• DATA SHOWN:
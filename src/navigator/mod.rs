pub mod cdp;

use crate::error::NavigatorError;
use serde::{Deserialize, Serialize};
use std::time::Duration;

pub use cdp::CdpNavigator;

pub type NavResult<T> = std::result::Result<T, NavigatorError>;

/// What `wait_for` should observe on the page before returning `true`.
#[derive(Debug, Clone, PartialEq, Eq, Serialize, Deserialize)]
#[serde(tag = "type", content = "value", rename_all = "snake_case")]
pub enum WaitCondition {
    /// The document finished loading.
    Load,
    /// An element matching the CSS selector is present.
    Selector(String),
    /// No element matches the CSS selector.
    SelectorAbsent(String),
    /// The visible text of the page contains the string.
    Text(String),
    /// The current URL differs from the given one.
    UrlChanged(String),
}

impl std::fmt::Display for WaitCondition {
    fn fmt(&self, f: &mut std::fmt::Formatter<'_>) -> std::fmt::Result {
        match self {
            Self::Load => write!(f, "page load"),
            Self::Selector(s) => write!(f, "selector {}", s),
            Self::SelectorAbsent(s) => write!(f, "absence of {}", s),
            Self::Text(t) => write!(f, "text '{}'", t),
            Self::UrlChanged(u) => write!(f, "URL change from {}", u),
        }
    }
}

/// Browser capability consumed by the orchestrator.
///
/// One instance drives one page and is not safe to use from two workflows at
/// the same time; the [`Serializer`](crate::queue::Serializer) owns it and
/// hands it out to one admitted request at a time.
#[async_trait::async_trait]
pub trait Navigator: Send + Sync {
    async fn navigate(&self, url: &str) -> NavResult<()>;

    /// Returns `Ok(false)` if the condition was not met within `timeout`.
    async fn wait_for(&self, condition: &WaitCondition, timeout: Duration) -> NavResult<bool>;

    async fn type_text(&self, selector: &str, text: &str) -> NavResult<()>;

    async fn click(&self, selector: &str) -> NavResult<()>;

    async fn evaluate(&self, script: &str) -> NavResult<String>;

    async fn scroll_to_bottom(&self) -> NavResult<()>;

    async fn current_url(&self) -> NavResult<String>;

    /// Whether the underlying browser is up and able to take commands.
    async fn is_ready(&self) -> bool {
        true
    }

    /// Releases the browser. Called once, on orchestrator shutdown.
    async fn close(&self) {}
}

• WHAT NEEDS TO BE DONE:
Word for word, give back all of the records.

• SOLUTION TO THIS EXERCISE:
filename src/navigator/mod.rs
pub mod cdp;

use crate::error::NavigatorError;
use serde::{Deserialize, Serialize};
use std::time::Duration;

pub use cdp::CdpNavigator;

pub type NavResult<T> = std::result::Result<T, NavigatorError>;

/// What `wait_for` should observe on the page before returning `true`.
#[derive(Debug, Clone, PartialEq, Eq, Serialize, Deserialize)]
#[serde(tag = "type", content = "value", rename_all = "snake_case")]
pub enum WaitCondition {
    /// The document finished loading.
    Load,
    /// An element matching the CSS selector is present.
    Selector(String),
    /// No element matches the CSS selector.
    SelectorAbsent(String),
    /// The visible text of the page contains the string.
    Text(String),
    /// The current URL differs from the given one.
    UrlChanged(String),
}

impl std::fmt::Display for WaitCondition {
    fn fmt(&self, f: &mut std::fmt::Formatter<'_>) -> std::fmt::Result {
        match self {
            Self::Load => write!(f, "page load"),
            Self::Selector(s) => write!(f, "selector {}", s),
            Self::SelectorAbsent(s) => write!(f, "absence of {}", s),
            Self::Text(t) => write!(f, "text '{}'", t),
            Self::UrlChanged(u) => write!(f, "URL change from {}", u),
        }
    }
}

/// Browser capability consumed by the orchestrator.
///
/// One instance drives one page and is not safe to use from two workflows at
/// the same time; the [`Serializer`](crate::queue::Serializer) owns it and
/// hands it out to one admitted request at a time.
#[async_trait::async_trait]
pub trait Navigator: Send + Sync {
    async fn navigate(&self, url: &str) -> NavResult<()>;

    /// Returns `Ok(false)` if the condition was not met within `timeout`.
    async fn wait_for(&self, condition: &WaitCondition, timeout: Duration) -> NavResult<bool>;

    async fn type_text(&self, selector: &str, text: &str) -> NavResult<()>;

    async fn click(&self, selector: &str) -> NavResult<()>;

    async fn evaluate(&self, script: &str) -> NavResult<String>;

    async fn scroll_to_bottom(&self) -> NavResult<()>;

    async fn current_url(&self) -> NavResult<String>;

    /// Whether the underlying browser is up and able to take commands.
    async fn is_ready(&self) -> bool {
        true
    }

    /// Releases the browser. Called once, on orchestrator shutdown.
    async fn close(&self) {}
}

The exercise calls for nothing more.